#### PROBLEM DETAILS:
Where a line below holds the string "positions", that line goes into the answer.

#### RECORDS:

********

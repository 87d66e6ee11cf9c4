use std::collections::HashMap;
use std::fmt::Display;
use std::hash::Hash;
use std::path::Path;

use sha2::{Digest, Sha256};
use tracing::{debug, info};

use crate::errors::{AddressError, DuplicateKey, KeyKind, RegistryError, ValidationIssue};
use crate::validation::{self, ValidationPolicy};
use crate::{PoolAddress, TenantConfig};

#[derive(Default, Debug, Clone)]
pub struct RegistryOptions {
    pub validation: ValidationPolicy,
    // Add more options as needed
}

/// Normalizes a hostname for comparison: trimmed, ASCII-lowercased, without a `:port`
/// suffix or a trailing root dot.
pub fn normalize_hostname(hostname: &str) -> String {
    let mut host = hostname.trim();
    if let Some((head, port)) = host.rsplit_once(':') {
        if !port.is_empty() && port.bytes().all(|b| b.is_ascii_digit()) {
            host = head;
        }
    }
    host.strip_suffix('.').unwrap_or(host).to_ascii_lowercase()
}

/// Computes the hex-encoded SHA256 digest of the serialized registry source
pub fn compute_fingerprint(source: &[u8]) -> String {
    let mut hasher = Sha256::new();
    hasher.update(source);
    let hash = hasher.finalize();
    format!("{hash:x}")
}

// Indexes `keys` by value, keeping the first position for each value and collecting every
// value claimed more than once in order of first collision.
fn index_unique<K>(
    keys: impl IntoIterator<Item = (usize, K)>,
) -> (HashMap<K, usize>, Vec<(K, Vec<usize>)>)
where
    K: Eq + Hash + Clone,
{
    let mut index = HashMap::new();
    let mut clashes: Vec<(K, Vec<usize>)> = Vec::new();

    for (position, key) in keys {
        match index.get(&key) {
            None => {
                index.insert(key, position);
            }
            Some(&first) => match clashes.iter_mut().find(|(k, _)| *k == key) {
                Some((_, positions)) => positions.push(position),
                None => clashes.push((key, vec![first, position])),
            },
        }
    }

    (index, clashes)
}

fn to_duplicates<'a, K: Display + 'a>(
    kind: KeyKind,
    clashes: Vec<(K, Vec<usize>)>,
    tenants: &'a [TenantConfig],
) -> impl Iterator<Item = DuplicateKey> + 'a {
    clashes.into_iter().map(move |(key, positions)| DuplicateKey {
        kind,
        value: key.to_string(),
        records: positions
            .into_iter()
            .map(|p| (p, tenants[p].name.clone()))
            .collect(),
    })
}

/// Immutable, ordered table of tenant configurations with identity and routing lookups.
///
/// Construction validates the table: names, pool addresses and hostname overrides must be
/// unique. A registry value only exists if that check passed, so every lookup is a pure read.
#[derive(Debug)]
pub struct TenantRegistry {
    tenants: Vec<TenantConfig>,
    by_name: HashMap<String, usize>,
    by_address: HashMap<PoolAddress, usize>,
    by_hostname: HashMap<String, usize>,
    fingerprint: String,
}

impl TenantRegistry {
    /// Reads and builds a registry from a JSON file holding an ordered array of tenants.
    ///
    /// The file is only held open for the read.
    pub fn load(path: impl AsRef<Path>, options: &RegistryOptions) -> Result<Self, RegistryError> {
        let path = path.as_ref();
        let source = std::fs::read(path).map_err(|source| RegistryError::Io {
            path: path.to_path_buf(),
            source,
        })?;
        Self::from_slice(&source, &path.display().to_string(), options)
    }

    pub fn from_json_str(json: &str, options: &RegistryOptions) -> Result<Self, RegistryError> {
        Self::from_slice(json.as_bytes(), "<inline>", options)
    }

    pub fn from_tenants(
        tenants: Vec<TenantConfig>,
        options: &RegistryOptions,
    ) -> Result<Self, RegistryError> {
        let serialized = serde_json::to_vec(&tenants).map_err(|source| RegistryError::Parse {
            origin: "<in-memory>".to_string(),
            source,
        })?;
        Self::build(tenants, compute_fingerprint(&serialized), options)
    }

    pub(crate) fn from_slice(
        source: &[u8],
        origin: &str,
        options: &RegistryOptions,
    ) -> Result<Self, RegistryError> {
        let tenants: Vec<TenantConfig> =
            serde_json::from_slice(source).map_err(|source| RegistryError::Parse {
                origin: origin.to_string(),
                source,
            })?;
        let registry = Self::build(tenants, compute_fingerprint(source), options)?;
        info!(
            origin,
            tenants = registry.len(),
            fingerprint = %registry.fingerprint,
            "Loaded tenant registry"
        );
        Ok(registry)
    }

    fn build(
        tenants: Vec<TenantConfig>,
        fingerprint: String,
        options: &RegistryOptions,
    ) -> Result<Self, RegistryError> {
        // An override that normalizes to nothing can never be routed to
        let empty_hostnames: Vec<ValidationIssue> = tenants
            .iter()
            .filter(|t| {
                t.hostname_override
                    .as_deref()
                    .is_some_and(|h| normalize_hostname(h).is_empty())
            })
            .map(|t| ValidationIssue {
                tenant: t.name.clone(),
                message: "hostname override is empty".to_string(),
            })
            .collect();
        if !empty_hostnames.is_empty() {
            return Err(RegistryError::Validation(empty_hostnames));
        }

        let (by_name, name_clashes) =
            index_unique(tenants.iter().enumerate().map(|(i, t)| (i, t.name.clone())));
        let (by_address, address_clashes) =
            index_unique(tenants.iter().enumerate().map(|(i, t)| (i, t.pool_address)));
        let (by_hostname, hostname_clashes) =
            index_unique(tenants.iter().enumerate().filter_map(|(i, t)| {
                t.hostname_override
                    .as_deref()
                    .map(|h| (i, normalize_hostname(h)))
            }));

        let duplicates: Vec<DuplicateKey> = to_duplicates(KeyKind::Name, name_clashes, &tenants)
            .chain(to_duplicates(KeyKind::PoolAddress, address_clashes, &tenants))
            .chain(to_duplicates(KeyKind::Hostname, hostname_clashes, &tenants))
            .collect();
        if !duplicates.is_empty() {
            return Err(RegistryError::DuplicateKeys(duplicates));
        }

        validation::enforce(validation::check_all(&tenants), options.validation)?;

        Ok(Self {
            tenants,
            by_name,
            by_address,
            by_hostname,
            fingerprint,
        })
    }

    /// Exact, case-sensitive match on `name`
    pub fn find_by_name(&self, name: &str) -> Option<&TenantConfig> {
        let found = self.by_name.get(name).map(|&i| &self.tenants[i]);
        if found.is_none() {
            debug!(name, "No tenant with this name");
        }
        found
    }

    /// ASCII case-insensitive match on `name`; the first match in registry order wins
    pub fn find_by_name_ignore_case(&self, name: &str) -> Option<&TenantConfig> {
        self.tenants
            .iter()
            .find(|t| t.name.eq_ignore_ascii_case(name))
    }

    pub fn find_by_address(&self, address: &PoolAddress) -> Option<&TenantConfig> {
        self.by_address.get(address).map(|&i| &self.tenants[i])
    }

    /// Decodes `address` and looks it up. A malformed address is an error, not a miss.
    pub fn find_by_address_str(
        &self,
        address: &str,
    ) -> Result<Option<&TenantConfig>, AddressError> {
        let address: PoolAddress = address.parse()?;
        Ok(self.find_by_address(&address))
    }

    /// Matches `hostname_override` only; tenants without an override are never returned
    pub fn find_by_hostname(&self, hostname: &str) -> Option<&TenantConfig> {
        let hostname = normalize_hostname(hostname);
        if hostname.is_empty() {
            return None;
        }
        self.by_hostname.get(&hostname).map(|&i| &self.tenants[i])
    }

    /// Hostname routing first, then the path-based name.
    ///
    /// Every identifier is tried as a hostname, and hostname matching ignores case while name
    /// matching does not. An override `orbit` therefore shadows a tenant named `Orbit`.
    pub fn resolve(&self, identifier: &str) -> Option<&TenantConfig> {
        self.find_by_hostname(identifier)
            .or_else(|| self.find_by_name(identifier))
    }

    /// Tenants not marked hidden, in registry order
    pub fn list_visible(&self) -> Vec<&TenantConfig> {
        self.tenants.iter().filter(|t| !t.is_hidden()).collect()
    }

    pub fn list_all(&self) -> &[TenantConfig] {
        &self.tenants
    }

    pub fn iter(&self) -> std::slice::Iter<'_, TenantConfig> {
        self.tenants.iter()
    }

    /// Tenants referenced by `name`'s internal `/{other}` links, in link order.
    ///
    /// References to unknown tenants are skipped.
    pub fn linked_tenants(&self, name: &str) -> Vec<&TenantConfig> {
        let Some(tenant) = self.find_by_name(name) else {
            return Vec::new();
        };
        tenant
            .links()
            .iter()
            .filter_map(|link| link.internal_target())
            .filter_map(|target| self.find_by_name(target))
            .collect()
    }

    pub fn len(&self) -> usize {
        self.tenants.len()
    }

    pub fn is_empty(&self) -> bool {
        self.tenants.is_empty()
    }

    /// SHA256 of the source this registry was built from
    pub fn fingerprint(&self) -> &str {
        &self.fingerprint
    }
}

impl<'a> IntoIterator for &'a TenantRegistry {
    type Item = &'a TenantConfig;
    type IntoIter = std::slice::Iter<'a, TenantConfig>;

    fn into_iter(self) -> Self::IntoIter {
        self.iter()
    }
}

********

#### RESULT:
                Some((_, positions)) => positions.push(position),
    clashes.into_iter().map(move |(key, positions)| DuplicateKey {
        records: positions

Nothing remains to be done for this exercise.